This really may explain a lot about the PD personality. We have a 33-9 ratio now. This is about how we look at our outer life - whether we are organized and in control or more flexible and adaptable.

here are some links and information about these two traits

http://changingminds.org/explanation...perceiving.htm

Judging and Perceiving are preferences used in the Jungian Type Inventory. The naming is unfortunately a bit archaic as judging is more than evaluation and intuiting is not about looking at thing.
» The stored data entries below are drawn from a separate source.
//! Load balancing of groups across processes.
//!
//! Every rank publishes the weight of each of its groups. Groups heavier than
//! one grain are split first, so that no single group is too large to move.
//! The plan is then computed identically on every rank from the gathered
//! weights: repeatedly move one group from the most loaded rank to the least
//! loaded one, picking the group that brings the pair closest to an even
//! split. Arriving groups are sent whole and optionally merged with the groups
//! already on the destination.

use crate::algs::collective::{agree, all_gather};
use crate::algs::merge::{InterfacePolicy, decode_within, merge_within};
use crate::algs::split::split_with;
use crate::algs::transport::{CommTag, Transport, Wait};
use crate::algs::wire::{decode_ids, encode_group, encode_ids};
use crate::config::{ParMeshConfig, WeightPolicy};
use crate::geometry::quality::{mean_metric_size, regular_volume, tetra_volume};
use crate::memory::MemoryBudget;
use crate::mesh_error::ParMeshError;
use crate::partitioning::partitioner_for;
use crate::topology::entity::GlobalId;
use crate::topology::group::Group;
use crate::topology::parmesh::ParMesh;
use hashbrown::HashSet;
use log::{debug, info};
use serde::{Deserialize, Serialize};

/// One planned migration: group `group` of rank `from` goes to rank `to`.
#[derive(Clone, Copy, Debug, PartialEq, Eq)]
pub struct Move {
    pub from: usize,
    pub group: usize,
    pub to: usize,
    pub weight: u64,
}

#[derive(Clone, Debug, Default, PartialEq, Serialize, Deserialize)]
pub struct BalanceReport {
    pub skipped: bool,
    pub imbalance_before: f64,
    pub imbalance_after: f64,
    pub moves: usize,
    /// Groups created by splitting oversized groups before the moves.
    pub splits: usize,
}

/// Work estimate for one group.
///
/// With [`WeightPolicy::MetricCost`], each tetrahedron counts for the number
/// of regular tetrahedra of the target size it will roughly become, and at
/// least one.
pub fn group_weight(group: &Group, policy: WeightPolicy) -> u64 {
    match policy {
        WeightPolicy::TetraCount => group.n_tetra() as u64,
        WeightPolicy::MetricCost if group.metric().is_empty() => group.n_tetra() as u64,
        WeightPolicy::MetricCost => group
            .tetras()
            .iter()
            .map(|t| {
                let expected = mean_metric_size(group.metric(), t)
                    .map(|h| tetra_volume(group.points(), t) / regular_volume(h))
                    .unwrap_or(1.0);
                expected.max(1.0).round() as u64
            })
            .sum(),
    }
}

/// `max / mean - 1` over the loads; zero when there is no load at all.
pub fn imbalance(loads: &[u64]) -> f64 {
    let total: u64 = loads.iter().sum();
    if total == 0 || loads.is_empty() {
        return 0.0;
    }
    let max = loads.iter().copied().max().unwrap_or(0);
    max as f64 * loads.len() as f64 / total as f64 - 1.0
}

fn argmax(loads: &[u64]) -> usize {
    let mut best = 0;
    for (r, &l) in loads.iter().enumerate() {
        if l > loads[best] {
            best = r;
        }
    }
    best
}

fn argmin(loads: &[u64]) -> usize {
    let mut best = 0;
    for (r, &l) in loads.iter().enumerate() {
        if l < loads[best] {
            best = r;
        }
    }
    best
}

/// Plan migrations from the group weights of every rank.
///
/// Deterministic: every rank computes the same list from the same input.
/// Each group moves at most once, and a move is only made when it strictly
/// narrows the gap between the two ranks involved.
pub fn plan_moves(weights: &[Vec<u64>], threshold: f64) -> Vec<Move> {
    let mut loads: Vec<u64> = weights.iter().map(|w| w.iter().sum()).collect();
    let mut moved: Vec<Vec<bool>> = weights.iter().map(|w| vec![false; w.len()]).collect();
    let mut moves = Vec::new();
    let budget: usize = weights.iter().map(Vec::len).sum();

    while moves.len() < budget && imbalance(&loads) > threshold {
        let (src, dst) = (argmax(&loads), argmin(&loads));
        let gap = loads[src] - loads[dst];
        // closest to half the gap; ties go to the larger group, then the lower index
        let pick = weights[src]
            .iter()
            .enumerate()
            .filter(|&(g, &w)| !moved[src][g] && w > 0 && w < gap)
            .min_by_key(|&(g, &w)| (gap.abs_diff(2 * w), std::cmp::Reverse(w), g));
        let Some((g, &w)) = pick else {
            break;
        };
        moved[src][g] = true;
        loads[src] -= w;
        loads[dst] += w;
        moves.push(Move {
            from: src,
            group: g,
            to: dst,
            weight: w,
        });
    }
    moves
}

/// Send and receive whole groups along `moves`. Returns the groups this rank
/// kept, in their original order, followed by its arrivals in plan order.
///
/// Kept groups are charged against `budget` and every arrival is reserved
/// from its payload header before it is decoded; the returned groups stay
/// charged at their footprints. Every planned payload is still received when
/// a reservation fails, so no peer is left waiting.
pub fn execute_moves<C: Transport>(
    comm: &C,
    budget: &mut MemoryBudget,
    groups: Vec<Group>,
    moves: &[Move],
) -> Result<Vec<Group>, ParMeshError> {
    let me = comm.rank();
    let leaving: HashSet<usize> = moves
        .iter()
        .filter(|m| m.from == me)
        .map(|m| m.group)
        .collect();
    let sends: Vec<_> = moves
        .iter()
        .filter(|m| m.from == me)
        .map(|m| {
            groups
                .get(m.group)
                .map(|g| comm.isend(m.to, CommTag::MIGRATE, &encode_group(g)))
                .ok_or_else(|| {
                    ParMeshError::Partition(format!("planned move of missing group {}", m.group))
                })
        })
        .collect::<Result<_, _>>()?;

    let mut out: Vec<Group> = groups
        .into_iter()
        .enumerate()
        .filter(|(g, _)| !leaving.contains(g))
        .map(|(_, g)| g)
        .collect();
    let mut failure = budget
        .reserve(out.iter().map(Group::footprint).sum(), "execute_moves")
        .err();
    let charged_kept = failure.is_none();
    for m in moves.iter().filter(|m| m.to == me) {
        let bytes = comm.irecv(m.from, CommTag::MIGRATE).wait();
        if failure.is_some() {
            continue;
        }
        let arrival = bytes
            .ok_or_else(|| ParMeshError::CommError {
                neighbor: m.from,
                reason: format!("group {} never arrived", m.group),
            })
            .and_then(|bytes| decode_within(budget, &bytes));
        match arrival {
            Ok(g) => out.push(g),
            Err(e) => failure = Some(e),
        }
    }
    for s in sends {
        let _ = s.wait();
    }
    match failure {
        None => Ok(out),
        Some(e) => {
            if charged_kept {
                budget.release(out.iter().map(Group::footprint).sum());
            }
            Err(e)
        }
    }
}

fn gather_weights<C: Transport>(
    comm: &C,
    groups: &[Group],
    policy: WeightPolicy,
) -> Result<Vec<Vec<u64>>, ParMeshError> {
    let mine: Vec<GlobalId> = groups.iter().map(|g| group_weight(g, policy)).collect();
    all_gather(comm, CommTag::WEIGHTS, &encode_ids(&mine))?
        .iter()
        .map(|b| decode_ids(b))
        .collect()
}

/// Split every group heavier than `grain` into roughly grain-sized pieces.
fn split_oversized(
    groups: Vec<Group>,
    grain: u64,
    cfg: &ParMeshConfig,
) -> Result<(Vec<Group>, usize), ParMeshError> {
    let partitioner = partitioner_for(&cfg.partition);
    let mut out = Vec::with_capacity(groups.len());
    let mut splits = 0;
    for group in groups {
        let w = group_weight(&group, cfg.weight);
        let nparts = w.div_ceil(grain.max(1)).min(group.n_tetra() as u64) as usize;
        if nparts <= 1 {
            out.push(group);
            continue;
        }
        let pieces = split_with(&group, nparts, partitioner.as_ref())?;
        splits += pieces.len() - 1;
        out.extend(pieces.into_iter().filter(|g| !g.is_empty()));
    }
    Ok((out, splits))
}

/// Merge the groups of this rank into one, keeping the interface only where
/// it is still shared with another process.
fn merge_local<C: Transport>(pm: &mut ParMesh<C>, tolerance: f64) -> Result<(), ParMeshError> {
    if pm.n_groups() < 2 {
        return Ok(());
    }
    let comms = pm.communicators("merge_local")?;
    let nodes: HashSet<GlobalId> = comms.shared_node_gids().collect();
    let faces: HashSet<[GlobalId; 3]> = comms.shared_face_keys().collect();
    let groups = pm.take_groups();
    let held: usize = groups.iter().map(Group::footprint).sum();
    let keep = InterfacePolicy::KeepOnly {
        nodes: &nodes,
        faces: &faces,
    };
    let memory = pm.memory_mut();
    memory.reserve(held, "merge_local")?;
    let merged = merge_within(memory, groups, keep, tolerance)?;
    let reserved = merged.footprint();
    pm.push_reserved(merged, reserved).map(|_| ())
}

/// Rebalance the groups of `pm` across processes. Collective.
///
/// Leaves `pm` with fresh, checked communicators whether or not anything
/// moved.
pub fn rebalance<C: Transport>(
    pm: &mut ParMesh<C>,
    cfg: &ParMeshConfig,
) -> Result<BalanceReport, ParMeshError> {
    let policy = &cfg.balance;
    let weights = agree(pm.comm(), gather_weights(pm.comm(), pm.groups(), cfg.weight))?;
    let loads: Vec<u64> = weights.iter().map(|w| w.iter().sum()).collect();
    let before = imbalance(&loads);
    if !policy.enabled || pm.nprocs() < 2 || before <= policy.imbalance_threshold {
        debug!("rank {}: balance skipped, imbalance {before:.3}", pm.rank());
        pm.rebuild_communicators(cfg.geometric_tolerance)?;
        return Ok(BalanceReport {
            skipped: true,
            imbalance_before: before,
            imbalance_after: before,
            ..Default::default()
        });
    }

    let total: u64 = loads.iter().sum();
    let grain = total.div_ceil((pm.nprocs() * policy.grains_per_proc) as u64);
    let groups = pm.take_groups();
    let (groups, splits) = agree(pm.comm(), split_oversized(groups, grain, cfg))?;
    let weights = agree(pm.comm(), gather_weights(pm.comm(), &groups, cfg.weight))?;
    let moves = plan_moves(&weights, policy.imbalance_threshold);

    let mut after: Vec<u64> = weights.iter().map(|w| w.iter().sum()).collect();
    for m in &moves {
        after[m.from] -= m.weight;
        after[m.to] += m.weight;
    }
    let (comm, memory) = pm.comm_and_memory_mut();
    let moved = execute_moves(comm, memory, groups, &moves);
    let held: usize = moved.as_ref().map_or(0, |g| g.iter().map(Group::footprint).sum());
    let groups = agree(pm.comm(), moved).map_err(|e| {
        pm.memory_mut().release(held);
        e
    })?;
    let kept = groups.into_iter().try_for_each(|g| {
        let bytes = g.footprint();
        pm.push_reserved(g, bytes).map(|_| ())
    });
    agree(pm.comm(), kept)?;
    pm.rebuild_communicators(cfg.geometric_tolerance)?;

    if policy.merge_arrivals {
        let merged = merge_local(pm, cfg.geometric_tolerance);
        agree(pm.comm(), merged)?;
        pm.rebuild_communicators(cfg.geometric_tolerance)?;
    }

    let report = BalanceReport {
        skipped: false,
        imbalance_before: before,
        imbalance_after: imbalance(&after),
        moves: moves.len(),
        splits,
    };
    info!(
        "rank {}: balance moved {} groups ({} splits), imbalance {:.3} -> {:.3}",
        pm.rank(),
        report.moves,
        report.splits,
        report.imbalance_before,
        report.imbalance_after
    );
    Ok(report)
}

#[cfg(test)]
mod tests {
    use super::*;
    use crate::algs::meshgen::cube_mesh;
    use crate::algs::transport::{NoComm, run_local_world};
    use crate::geometry::metric::Metric;

    #[test]
    fn imbalance_of_loads() {
        assert_eq!(imbalance(&[]), 0.0);
        assert_eq!(imbalance(&[0, 0]), 0.0);
        assert_eq!(imbalance(&[5, 5]), 0.0);
        assert!((imbalance(&[30, 10]) - 0.5).abs() < 1e-12);
    }

    #[test]
    fn plan_evens_out_two_ranks() {
        let weights = vec![vec![10, 10, 10, 10], vec![]];
        let moves = plan_moves(&weights, 0.0);
        assert_eq!(moves.len(), 2);
        assert!(moves.iter().all(|m| m.from == 0 && m.to == 1));
        assert_eq!(moves[0].group, 0);
        assert_eq!(moves[1].group, 1);
    }

    #[test]
    fn plan_prefers_the_group_closest_to_half_the_gap() {
        let weights = vec![vec![3, 20, 11, 9], vec![5]];
        let moves = plan_moves(&weights, 0.1);
        // gap 38: 20 is closest to 19
        assert_eq!(moves[0], Move { from: 0, group: 1, to: 1, weight: 20 });
    }

    #[test]
    fn a_lone_heavy_group_stays_put() {
        assert!(plan_moves(&[vec![100], vec![1], vec![1]], 0.0).is_empty());
        assert!(plan_moves(&[vec![7], vec![]], 0.0).is_empty());
    }

    #[test]
    fn three_ranks_share_three_groups() {
        let moves = plan_moves(&[vec![5, 5, 5], vec![], vec![]], 0.0);
        assert_eq!(
            moves,
            vec![
                Move { from: 0, group: 0, to: 1, weight: 5 },
                Move { from: 0, group: 1, to: 2, weight: 5 },
            ]
        );
    }

    #[test]
    fn balanced_input_plans_nothing() {
        assert!(plan_moves(&[vec![4, 4], vec![8]], 0.2).is_empty());
    }

    #[test]
    fn metric_cost_counts_expected_refinement() {
        let g = cube_mesh(1, 1, 1);
        assert_eq!(group_weight(&g, WeightPolicy::TetraCount), 6);
        assert_eq!(group_weight(&g, WeightPolicy::MetricCost), 6);
        let fine = g.clone().with_metric(Metric::constant(8, 0.1));
        assert!(group_weight(&fine, WeightPolicy::MetricCost) > 6 * 100);
    }

    #[test]
    fn single_process_skips() {
        let mut pm = ParMesh::new(NoComm, MemoryBudget::unlimited());
        pm.push_group(cube_mesh(2, 2, 2)).unwrap();
        let report = rebalance(&mut pm, &ParMeshConfig::default()).unwrap();
        assert!(report.skipped);
        assert!(pm.has_communicators());
    }

    #[test]
    fn arrivals_are_reserved_before_decoding() {
        let g = cube_mesh(2, 2, 2);
        let bytes = g.footprint();
        let moves = [
            Move { from: 0, group: 0, to: 1, weight: 48 },
            Move { from: 0, group: 1, to: 1, weight: 48 },
        ];
        let out = run_local_world(2, |c| {
            let (groups, mut budget) = if c.rank() == 0 {
                (vec![g.clone(), g.clone()], MemoryBudget::unlimited())
            } else {
                (Vec::new(), MemoryBudget::new(bytes + bytes / 2))
            };
            let res = execute_moves(&c, &mut budget, groups, &moves);
            (res.map(|kept| kept.len()), budget.current())
        });
        assert!(matches!(out[0], (Ok(0), 0)));
        assert!(matches!(
            out[1].0,
            Err(ParMeshError::OutOfMemory { context: "decode_group", .. })
        ));
        assert_eq!(out[1].1, 0);
    }

    #[test]
    fn everything_on_one_rank_gets_spread() {
        let total = cube_mesh(4, 2, 2).n_tetra();
        let out = run_local_world(3, |c| {
            let mut pm = ParMesh::new(c, MemoryBudget::unlimited());
            if pm.rank() == 0 {
                pm.push_group(cube_mesh(4, 2, 2)).unwrap();
            }
            let report = rebalance(&mut pm, &ParMeshConfig::default()).unwrap();
            (report, pm.n_tetra(), pm.n_groups())
        });
        assert_eq!(out.iter().map(|o| o.1).sum::<usize>(), total);
        for (report, n, groups) in &out {
            assert!(!report.skipped);
            assert!(report.imbalance_after < report.imbalance_before);
            assert!(*n > 0);
            assert_eq!(*groups, 1);
        }
    }
}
They are about how we approach life: in a structured way or an open, flexible way.

Judging
Judgers approach life in a structured way, creating plans and organizing their world to achieve their goals and desired results in a predictable way.

They get their sense of control by taking charge of their environment and making choices early.

They are self-disciplined and decisive, and seek closure in decisions. When they ask for things they are specific and expect others to do as they say. They enjoy being experts.

At work, they decide quickly and clearly and work to get the job done.

Perceivers may see them as rigid and opinionated.

Perceiving
Perceivers perceive structure as being more limiting than enabling. They prefer to keep their choices open so they can cope with many problems that the know life will put in their way.

They get their sense of control by keeping their options open and making choices only when they are necessary.

They are generally curious and like to expand their knowledge, which they will freely acknowledge as being incomplete. They are tolerant of other people's differences and will adapt to fit into whatever the situation requires.

At work, they tend to avoid or put off decisions and like most the exploration of problems and situations.

Judgers may see them as aimless drifters.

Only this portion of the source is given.